FAIRFIELD COUNTY, Conn. -- Students from this fall’s sophomore class and subsequent years will face a revamped SAT in two years. Barbara Levine of Chyten Tutoring and Test Preparation in Darien and New Canaan wants them to be prepared.
“Students will still have to know math and algebra,’’ Levine said. “That won’t change. What will change is that the reading section will not be vocabulary based. The SAT is doing away with the use of esoteric words and that will be a positive for most students. The test itself will be quite different. The scoring will be different.”
The changes will not affect students already in their junior or senior year of high school. Sophomores who take the SATs in 2016 will be affected though, as will freshman and subsequent classes. Current sophomores can take the current version of the SAT test next Fall and the new test version in 2016. They will be the only students to have the option of applying to colleges with either test result.

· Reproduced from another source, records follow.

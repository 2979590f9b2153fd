//! Extraction models: the raw vision-model payload and its normalized form.

use serde::{Deserialize, Deserializer, Serialize};
use serde_json::Value;

use super::medicine::Medicine;

/// A medicine entry exactly as the vision model returned it.
///
/// Every field is optional. Numbers and booleans are accepted where text is
/// expected (models often emit `"dosage": 500`).
#[derive(Debug, Clone, PartialEq, Default, Serialize, Deserialize)]
pub struct RawMedicine {
    #[serde(default, deserialize_with = "lenient_string")]
    pub name: Option<String>,
    #[serde(rename = "type", default, deserialize_with = "lenient_string")]
    pub medicine_type: Option<String>,
    #[serde(default, deserialize_with = "lenient_string")]
    pub dosage: Option<String>,
    #[serde(default, deserialize_with = "lenient_string")]
    pub frequency: Option<String>,
    #[serde(default, deserialize_with = "lenient_string")]
    pub duration: Option<String>,
    #[serde(default, deserialize_with = "lenient_string")]
    pub timing: Option<String>,
    #[serde(default, deserialize_with = "lenient_string")]
    pub confidence: Option<String>,
}

/// A prescription extraction exactly as the vision model returned it.
#[derive(Debug, Clone, PartialEq, Default, Serialize, Deserialize)]
#[serde(rename_all = "camelCase")]
pub struct RawExtraction {
    #[serde(default, deserialize_with = "lenient_string")]
    pub patient_name: Option<String>,
    #[serde(default, deserialize_with = "lenient_string")]
    pub doctor_name: Option<String>,
    #[serde(default, deserialize_with = "lenient_string")]
    pub date: Option<String>,
    #[serde(default, deserialize_with = "lenient_string")]
    pub diagnosis: Option<String>,
    #[serde(default, deserialize_with = "lenient_string")]
    pub doctor_notes: Option<String>,
    #[serde(default, deserialize_with = "lenient_string_list")]
    pub warnings: Option<Vec<String>>,
    #[serde(default, deserialize_with = "lenient_medicines")]
    pub medicines: Option<Vec<RawMedicine>>,
}

impl RawExtraction {
    /// Parse an already-unwrapped JSON object.
    pub fn from_json(json: &str) -> Result<Self, serde_json::Error> {
        serde_json::from_str(json)
    }
}

/// A normalized prescription extraction.
#[derive(Debug, Clone, PartialEq, Default, Serialize, Deserialize)]
#[serde(rename_all = "camelCase")]
pub struct ExtractedData {
    #[serde(default)]
    pub patient_name: String,
    #[serde(default)]
    pub doctor_name: String,
    #[serde(default)]
    pub date: String,
    /// First sentence only when the model returned a long paragraph
    #[serde(default)]
    pub diagnosis: String,
    #[serde(default)]
    pub doctor_notes: String,
    #[serde(default)]
    pub warnings: Vec<String>,
    /// Order matches the prescription; safety flag paths index into it
    #[serde(default)]
    pub medicines: Vec<Medicine>,
}

impl From<&Medicine> for RawMedicine {
    fn from(medicine: &Medicine) -> Self {
        Self {
            name: Some(medicine.name.clone()),
            medicine_type: Some(medicine.medicine_type.to_string()),
            dosage: Some(medicine.dosage.clone()),
            frequency: Some(medicine.frequency.clone()),
            duration: Some(medicine.duration.clone()),
            timing: Some(medicine.timing.clone()),
            confidence: Some(medicine.confidence.to_string()),
        }
    }
}

impl From<&ExtractedData> for RawExtraction {
    fn from(data: &ExtractedData) -> Self {
        Self {
            patient_name: Some(data.patient_name.clone()),
            doctor_name: Some(data.doctor_name.clone()),
            date: Some(data.date.clone()),
            diagnosis: Some(data.diagnosis.clone()),
            doctor_notes: Some(data.doctor_notes.clone()),
            warnings: Some(data.warnings.clone()),
            medicines: Some(data.medicines.iter().map(RawMedicine::from).collect()),
        }
    }
}

fn scalar_to_string(value: Value) -> Option<String> {
    match value {
        Value::String(s) => Some(s),
        Value::Number(n) => Some(n.to_string()),
        Value::Bool(b) => Some(b.to_string()),
        Value::Null | Value::Array(_) | Value::Object(_) => None,
    }
}

fn lenient_string<'de, D>(deserializer: D) -> Result<Option<String>, D::Error>
where
    D: Deserializer<'de>,
{
    let value = Option::<Value>::deserialize(deserializer)?;
    Ok(value.and_then(scalar_to_string))
}

/// Accepts a list of scalars or a single scalar.
fn lenient_string_list<'de, D>(deserializer: D) -> Result<Option<Vec<String>>, D::Error>
where
    D: Deserializer<'de>,
{
    let value = Option::<Value>::deserialize(deserializer)?;
    Ok(match value {
        Some(Value::Array(items)) => Some(items.into_iter().filter_map(scalar_to_string).collect()),
        Some(other) => scalar_to_string(other).map(|s| vec![s]),
        None => None,
    })
}

/// Entries that are not objects become empty medicines so list positions
/// survive and the safety engine flags them.
fn lenient_medicines<'de, D>(deserializer: D) -> Result<Option<Vec<RawMedicine>>, D::Error>
where
    D: Deserializer<'de>,
{
    let value = Option::<Value>::deserialize(deserializer)?;
    Ok(match value {
        Some(Value::Array(items)) => Some(
            items
                .into_iter()
                .map(|item| serde_json::from_value(item).unwrap_or_default())
                .collect(),
        ),
        _ => None,
    })
}

#[cfg(test)]
mod tests {
    use super::*;

    #[test]
    fn test_raw_extraction_all_fields_optional() {
        let raw = RawExtraction::from_json("{}").unwrap();
        assert_eq!(raw, RawExtraction::default());
    }

    #[test]
    fn test_raw_extraction_lenient_scalars() {
        let json = r#"{
            "patientName": "Ravi",
            "doctorName": null,
            "warnings": "Avoid alcohol",
            "medicines": [
                {"name": "Paracetamol", "dosage": 500, "frequency": "1-0-1", "confidence": "high"},
                "garbage",
                {"name": "Cough syrup", "type": "syrup", "dosage": 10.5}
            ]
        }"#;

        let raw = RawExtraction::from_json(json).unwrap();
        assert_eq!(raw.patient_name.as_deref(), Some("Ravi"));
        assert_eq!(raw.doctor_name, None);
        assert_eq!(raw.warnings, Some(vec!["Avoid alcohol".to_string()]));

        let medicines = raw.medicines.unwrap();
        assert_eq!(medicines.len(), 3);
        assert_eq!(medicines[0].dosage.as_deref(), Some("500"));
        assert_eq!(medicines[1], RawMedicine::default());
        assert_eq!(medicines[2].medicine_type.as_deref(), Some("syrup"));
        assert_eq!(medicines[2].dosage.as_deref(), Some("10.5"));
    }

    #[test]
    fn test_medicines_not_a_list() {
        let raw = RawExtraction::from_json(r#"{"medicines": "none"}"#).unwrap();
        assert!(raw.medicines.is_none());
    }

    #[test]
    fn test_extracted_data_camel_case() {
        let data = ExtractedData {
            patient_name: "Ravi".into(),
            doctor_notes: "Review in a week".into(),
            ..Default::default()
        };
        let json = serde_json::to_string(&data).unwrap();
        assert!(json.contains("\"patientName\":\"Ravi\""));
        assert!(json.contains("\"doctorNotes\""));
    }
}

The attached PDF lists Chyten’s one-minute guide to all of the changes for the revamped SAT. Some changes are:
• Fewer, but more challenging questions.
• Grading has returned to a 400 to 1600 scale, composed of a Math score and a Writing and Language score, each ranging from 200 to 800.
• While the SAT still tests students on reading, writing and math, it does so in a completely different manner, with many questions crossing lines between subjects. For example, the reading section contains at least one passage that requires students to interpret data from graphs or charts. The math section contains at least one extended reasoning question. The Writing and Language sections contain passages covering science and social studies.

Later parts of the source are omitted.